I think what’s being said is that those issues can be resolved without fighting. I grew up in a household where one parent operated under the “I have to let it out by screaming” principle while the other tried to be calm and reasoning. They usually resolved their differences eventually, but it was EXTREMELY trying (by which I mean psychologically damaging) to grow up with all the verbal explosions. If you like to scream and fight, be my guest; do whatever gets you up in the morning.
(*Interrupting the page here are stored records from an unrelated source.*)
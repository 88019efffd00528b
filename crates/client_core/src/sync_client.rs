use std::time::Duration;

use anyhow::{Context, Result};
use async_trait::async_trait;
use reqwest::{Client, RequestBuilder, Response, StatusCode};
use shared::{
    domain::{Booking, BookingId},
    error::ApiError,
    protocol::{
        BookingList, CancelBookingRequest, CreateBookingRequest, ALL_BOOKINGS_ROUTE,
        CANCEL_BOOKING_ROUTE, CREATE_BOOKING_ROUTE,
    },
};
use tracing::debug;
use url::Url;

use crate::error::{SyncError, TransportError};

pub const DEFAULT_REQUEST_TIMEOUT: Duration = Duration::from_secs(10);

#[async_trait]
pub trait SyncClient: Send + Sync {
    async fn fetch_all(&self) -> std::result::Result<Vec<Booking>, TransportError>;
    async fn create(
        &self,
        time: &str,
        name: &str,
        phone: &str,
    ) -> std::result::Result<Booking, SyncError>;
    async fn cancel(&self, id: &BookingId) -> std::result::Result<(), TransportError>;
}

pub struct HttpSyncClient {
    http: Client,
    base_url: Url,
    timeout: Duration,
}

impl HttpSyncClient {
    pub fn new(base_url: &str, timeout: Duration) -> Result<Self> {
        let normalized = if base_url.ends_with('/') {
            base_url.to_string()
        } else {
            format!("{base_url}/")
        };
        let base_url = Url::parse(&normalized)
            .with_context(|| format!("invalid remote store url '{base_url}'"))?;
        let http = Client::builder()
            .timeout(timeout)
            .build()
            .context("failed to build http client")?;
        Ok(Self {
            http,
            base_url,
            timeout,
        })
    }

    pub fn base_url(&self) -> &Url {
        &self.base_url
    }

    fn endpoint(&self, route: &str) -> std::result::Result<Url, TransportError> {
        self.base_url
            .join(route)
            .map_err(|e| TransportError::Other(format!("invalid route {route}: {e}")))
    }

    async fn send(
        &self,
        operation: &'static str,
        url: &Url,
        request: RequestBuilder,
    ) -> std::result::Result<Response, TransportError> {
        debug!(%url, operation, "remote store request");
        request.send().await.map_err(|source| {
            if source.is_timeout() {
                TransportError::Timeout {
                    operation,
                    timeout: self.timeout,
                }
            } else {
                TransportError::Request {
                    url: url.to_string(),
                    source,
                }
            }
        })
    }
}

async fn status_error(url: &Url, response: Response) -> TransportError {
    let status = response.status().as_u16();
    let message = match response.json::<ApiError>().await {
        Ok(body) => body.message,
        Err(_) => "no error body".to_string(),
    };
    TransportError::Status {
        url: url.to_string(),
        status,
        message,
    }
}

fn decode_error(url: &Url, source: reqwest::Error) -> TransportError {
    TransportError::Decode {
        url: url.to_string(),
        source,
    }
}

#[async_trait]
impl SyncClient for HttpSyncClient {
    async fn fetch_all(&self) -> std::result::Result<Vec<Booking>, TransportError> {
        let url = self.endpoint(ALL_BOOKINGS_ROUTE)?;
        let response = self
            .send("fetch_all", &url, self.http.get(url.clone()))
            .await?;
        if !response.status().is_success() {
            return Err(status_error(&url, response).await);
        }
        let list: BookingList = response
            .json()
            .await
            .map_err(|e| decode_error(&url, e))?;
        Ok(list.data)
    }

    async fn create(
        &self,
        time: &str,
        name: &str,
        phone: &str,
    ) -> std::result::Result<Booking, SyncError> {
        let url = self.endpoint(CREATE_BOOKING_ROUTE)?;
        let body = CreateBookingRequest {
            time: time.to_string(),
            name: name.to_string(),
            phone: phone.to_string(),
        };
        let response = self
            .send("create", &url, self.http.post(url.clone()).json(&body))
            .await?;
        if response.status() == StatusCode::CONFLICT {
            return Err(SyncError::Conflict {
                time: time.to_string(),
            });
        }
        if !response.status().is_success() {
            return Err(status_error(&url, response).await.into());
        }
        let booking: Booking = response
            .json()
            .await
            .map_err(|e| decode_error(&url, e))?;
        Ok(booking)
    }

    async fn cancel(&self, id: &BookingId) -> std::result::Result<(), TransportError> {
        let url = self.endpoint(CANCEL_BOOKING_ROUTE)?;
        let body = CancelBookingRequest { id: id.clone() };
        let response = self
            .send("cancel", &url, self.http.post(url.clone()).json(&body))
            .await?;
        // Already gone on the remote side.
        if response.status() == StatusCode::NOT_FOUND {
            debug!(%id, "remote store no longer holds booking");
            return Ok(());
        }
        if !response.status().is_success() {
            return Err(status_error(&url, response).await);
        }
        Ok(())
    }
}

#[cfg(test)]
#[path = "tests/sync_client_tests.rs"]
mod tests;
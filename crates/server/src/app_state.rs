use crate::api::ApiContext;

#[derive(Clone)]
pub(crate) struct AppState {
    pub(crate) api: ApiContext,
}
pub mod board;
pub mod controller;
pub mod error;
pub mod sync_client;

pub use board::{ReconcileReport, ReconciliationMismatch, Slot, SlotBoard, SlotState, SlotStatus};
pub use controller::{BoardEvent, BookingController, CancelHandle, CancelOutcome, ControllerConfig};
pub use error::{BookingError, PreconditionViolation, SyncError, TransportError};
pub use sync_client::{HttpSyncClient, SyncClient, DEFAULT_REQUEST_TIMEOUT};
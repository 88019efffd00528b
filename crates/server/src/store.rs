use std::sync::Arc;

use shared::domain::{Booking, BookingId};
use thiserror::Error;
use tokio::sync::RwLock;
use uuid::Uuid;

#[derive(Debug, Error, PartialEq, Eq)]
pub enum StoreError {
    #[error("slot {time} already holds a booking")]
    SlotTaken { time: String },
}

/// One booking per time; insertion order is kept for listing.
#[derive(Clone, Default)]
pub struct BookingStore {
    bookings: Arc<RwLock<Vec<Booking>>>,
}

impl BookingStore {
    pub async fn list(&self) -> Vec<Booking> {
        self.bookings.read().await.clone()
    }

    pub async fn insert(&self, time: &str, name: &str, phone: &str) -> Result<Booking, StoreError> {
        let mut bookings = self.bookings.write().await;
        if bookings.iter().any(|booking| booking.time == time) {
            return Err(StoreError::SlotTaken {
                time: time.to_string(),
            });
        }
        let booking = Booking {
            id: BookingId(Uuid::new_v4().simple().to_string()),
            time: time.to_string(),
            name: name.to_string(),
            phone: phone.to_string(),
        };
        bookings.push(booking.clone());
        Ok(booking)
    }

    pub async fn remove(&self, id: &BookingId) -> Option<Booking> {
        let mut bookings = self.bookings.write().await;
        let idx = bookings.iter().position(|booking| &booking.id == id)?;
        Some(bookings.remove(idx))
    }
}
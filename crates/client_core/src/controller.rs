use std::{future::Future, sync::Arc, time::Duration};

use shared::{
    domain::{Booking, BookingId},
    template::SlotTemplate,
};
use tokio::{
    sync::{broadcast, Mutex},
    task::JoinHandle,
};
use tracing::{debug, info, warn};

use crate::{
    board::{ReconcileReport, ReconciliationMismatch, Revision, SlotBoard, SlotStatus, Ticket},
    error::{BookingError, TransportError},
    sync_client::{SyncClient, DEFAULT_REQUEST_TIMEOUT},
};

const CANCEL_RETRY_ATTEMPTS: usize = 3;
const CANCEL_RETRY_DELAY: Duration = Duration::from_millis(500);
const EVENT_CHANNEL_CAPACITY: usize = 256;

#[derive(Debug, Clone)]
pub struct ControllerConfig {
    pub request_timeout: Duration,
    pub cancel_retry_attempts: usize,
    pub cancel_retry_delay: Duration,
}

impl Default for ControllerConfig {
    fn default() -> Self {
        Self {
            request_timeout: DEFAULT_REQUEST_TIMEOUT,
            cancel_retry_attempts: CANCEL_RETRY_ATTEMPTS,
            cancel_retry_delay: CANCEL_RETRY_DELAY,
        }
    }
}

#[derive(Debug, Clone, PartialEq, Eq)]
pub enum BoardEvent {
    Reconciled { booked: usize, free: usize },
    Mismatch(ReconciliationMismatch),
    SlotUpdated { time: String, status: SlotStatus },
    BookFailed { time: String, reason: String },
    CancelFailed {
        time: String,
        id: BookingId,
        reason: String,
    },
}

struct ControllerState {
    board: SlotBoard,
    next_ticket: Ticket,
    revision: Revision,
    issued_fetches: u64,
    applied_fetch: u64,
}

impl ControllerState {
    fn take_ticket(&mut self) -> Ticket {
        self.next_ticket += 1;
        self.next_ticket
    }

    fn next_revision(&mut self) -> Revision {
        self.revision += 1;
        self.revision
    }
}

pub enum CancelOutcome {
    NotOnBoard,
    Pending(CancelHandle),
}

pub struct CancelHandle {
    time: String,
    id: BookingId,
    task: JoinHandle<Result<(), BookingError>>,
}

impl CancelHandle {
    pub fn time(&self) -> &str {
        &self.time
    }

    pub fn id(&self) -> &BookingId {
        &self.id
    }

    pub async fn finished(self) -> Result<(), BookingError> {
        match self.task.await {
            Ok(result) => result,
            Err(err) => Err(BookingError::TaskAborted(err.to_string())),
        }
    }
}

pub struct BookingController {
    sync: Arc<dyn SyncClient>,
    template: SlotTemplate,
    config: ControllerConfig,
    inner: Mutex<ControllerState>,
    events: broadcast::Sender<BoardEvent>,
}

impl BookingController {
    pub fn new(sync: Arc<dyn SyncClient>, template: SlotTemplate) -> Arc<Self> {
        Self::new_with_config(sync, template, ControllerConfig::default())
    }

    pub fn new_with_config(
        sync: Arc<dyn SyncClient>,
        template: SlotTemplate,
        config: ControllerConfig,
    ) -> Arc<Self> {
        let (events, _) = broadcast::channel(EVENT_CHANNEL_CAPACITY);
        let board = SlotBoard::new(&template);
        Arc::new(Self {
            sync,
            template,
            config,
            inner: Mutex::new(ControllerState {
                board,
                next_ticket: 0,
                revision: 0,
                issued_fetches: 0,
                applied_fetch: 0,
            }),
            events,
        })
    }

    pub fn template(&self) -> &SlotTemplate {
        &self.template
    }

    pub fn subscribe(&self) -> broadcast::Receiver<BoardEvent> {
        self.events.subscribe()
    }

    pub async fn snapshot(&self) -> SlotBoard {
        self.inner.lock().await.board.clone()
    }

    fn emit(&self, event: BoardEvent) {
        // No subscribers is fine.
        let _ = self.events.send(event);
    }

    async fn bounded<T, E>(
        &self,
        operation: &'static str,
        call: impl Future<Output = Result<T, E>>,
    ) -> Result<T, E>
    where
        E: From<TransportError>,
    {
        match tokio::time::timeout(self.config.request_timeout, call).await {
            Ok(result) => result,
            Err(_) => Err(TransportError::Timeout {
                operation,
                timeout: self.config.request_timeout,
            }
            .into()),
        }
    }

    pub async fn load_and_reconcile(&self) -> Result<ReconcileReport, BookingError> {
        let (fetch_seq, taken_at) = {
            let mut guard = self.inner.lock().await;
            guard.issued_fetches += 1;
            (guard.issued_fetches, guard.revision)
        };

        let bookings = self.bounded("fetch_all", self.sync.fetch_all()).await?;

        let mut guard = self.inner.lock().await;
        let (board, mut report) =
            SlotBoard::reconcile(&self.template, &bookings, Some(&guard.board), taken_at);
        if fetch_seq < guard.applied_fetch {
            debug!(fetch_seq, applied = guard.applied_fetch, "discarding superseded snapshot");
            report.superseded = true;
            return Ok(report);
        }
        guard.board = board;
        guard.applied_fetch = fetch_seq;
        drop(guard);

        for mismatch in &report.mismatches {
            warn!(
                id = %mismatch.booking.id,
                time = %mismatch.booking.time,
                "remote booking does not match any slot; dropped"
            );
            self.emit(BoardEvent::Mismatch(mismatch.clone()));
        }
        for duplicate in &report.duplicates {
            warn!(
                id = %duplicate.id,
                time = %duplicate.time,
                "remote store repeats a slot or booking id; keeping the first"
            );
        }
        info!(
            booked = report.booked,
            free = report.free,
            mismatches = report.mismatches.len(),
            "board reconciled"
        );
        self.emit(BoardEvent::Reconciled {
            booked: report.booked,
            free: report.free,
        });
        Ok(report)
    }

    pub async fn book(&self, time: &str, name: &str, phone: &str) -> Result<Booking, BookingError> {
        let ticket = {
            let mut guard = self.inner.lock().await;
            let ticket = guard.take_ticket();
            guard.board.apply_book(time, ticket, name, phone)?;
            ticket
        };
        self.emit(BoardEvent::SlotUpdated {
            time: time.to_string(),
            status: SlotStatus::PendingBook,
        });

        match self.bounded("create", self.sync.create(time, name, phone)).await {
            Ok(booking) => {
                if booking.time != time {
                    warn!(
                        requested = time,
                        returned = %booking.time,
                        "remote store echoed a different time"
                    );
                }
                let applied = {
                    let mut guard = self.inner.lock().await;
                    let revision = guard.next_revision();
                    guard.board.confirm_book(time, ticket, &booking, revision)
                };
                if applied {
                    info!(time, id = %booking.id, "slot booked");
                    self.emit(BoardEvent::SlotUpdated {
                        time: time.to_string(),
                        status: SlotStatus::Booked,
                    });
                } else {
                    debug!(time, ticket, "book completion superseded by reconcile");
                }
                Ok(booking)
            }
            Err(err) => {
                let err = BookingError::from(err);
                let rolled_back = self.inner.lock().await.board.rollback_book(time, ticket);
                warn!(time, rolled_back, error = %err, "booking failed");
                if rolled_back {
                    self.emit(BoardEvent::SlotUpdated {
                        time: time.to_string(),
                        status: SlotStatus::Free,
                    });
                }
                self.emit(BoardEvent::BookFailed {
                    time: time.to_string(),
                    reason: err.to_string(),
                });
                Err(err)
            }
        }
    }

    /// Frees the slot held by `id` right away and settles the remote cancel in
    /// the background.
    pub async fn cancel(self: &Arc<Self>, id: &BookingId) -> CancelOutcome {
        let (time, ticket) = {
            let mut guard = self.inner.lock().await;
            let ticket = guard.take_ticket();
            match guard.board.apply_cancel(id, ticket) {
                Some(time) => (time, ticket),
                None => {
                    debug!(%id, "cancel for booking not on board ignored");
                    return CancelOutcome::NotOnBoard;
                }
            }
        };
        self.emit(BoardEvent::SlotUpdated {
            time: time.clone(),
            status: SlotStatus::PendingCancel,
        });

        let controller = Arc::clone(self);
        let task_time = time.clone();
        let task_id = id.clone();
        let task = tokio::spawn(async move {
            controller
                .settle_cancel(task_time, task_id, ticket)
                .await
        });

        CancelOutcome::Pending(CancelHandle {
            time,
            id: id.clone(),
            task,
        })
    }

    async fn settle_cancel(
        &self,
        time: String,
        id: BookingId,
        ticket: Ticket,
    ) -> Result<(), BookingError> {
        let attempts = self.config.cancel_retry_attempts.max(1);
        let mut last_error = None;
        for attempt in 1..=attempts {
            match self.bounded("cancel", self.sync.cancel(&id)).await {
                Ok(()) => {
                    let applied = {
                        let mut guard = self.inner.lock().await;
                        let revision = guard.next_revision();
                        guard.board.confirm_cancel(&time, ticket, revision)
                    };
                    if applied {
                        info!(%time, %id, "booking cancelled");
                        self.emit(BoardEvent::SlotUpdated {
                            time,
                            status: SlotStatus::Free,
                        });
                    } else {
                        debug!(%time, ticket, "cancel completion superseded by reconcile");
                    }
                    return Ok(());
                }
                Err(err) => {
                    warn!(%time, %id, attempt, attempts, error = %err, "remote cancel failed");
                    last_error = Some(err);
                    if attempt < attempts {
                        tokio::time::sleep(self.config.cancel_retry_delay).await;
                    }
                }
            }
        }

        let source = last_error
            .unwrap_or_else(|| TransportError::Other("cancel was never attempted".to_string()));
        let rolled_back = self.inner.lock().await.board.rollback_cancel(&time, ticket);
        if rolled_back {
            warn!(%time, %id, "restored booking after failed cancel");
            self.emit(BoardEvent::SlotUpdated {
                time: time.clone(),
                status: SlotStatus::Booked,
            });
        }
        self.emit(BoardEvent::CancelFailed {
            time,
            id: id.clone(),
            reason: source.to_string(),
        });
        Err(BookingError::CancelFailed { id, source })
    }
}

#[cfg(test)]
#[path = "tests/controller_tests.rs"]
mod tests;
But–and please don’t take offense, I understand where you’re coming from–do me and your son a favor by keeping him out of it if you can.

I suspect that they subconsciously send you two “Entertain-us-by-sniping-at-each-other” brain waves which get picked up subliminally and reacted to. (These same kind of brain waves used to get me free food from waiters and hard drink from friends. It doesn’t work as well as it used to; maybe because I started thinking about it. :wink: )

Actually, as much of an outspoken anti-Dr.-Philian as I usually am, I think I saw that episode. Was that the child custody one? I learned a lot from watching that. I used to roll my eyes whenever I so much as thought about Dr. Phil, but I actually found the show very educational.

Seven years married, no big blowouts, maybe 3 times a year we have a major argument.

I’m the one who usually apologises first (even when I’m right) but that usually breaks the ice and leads to her apologising as well.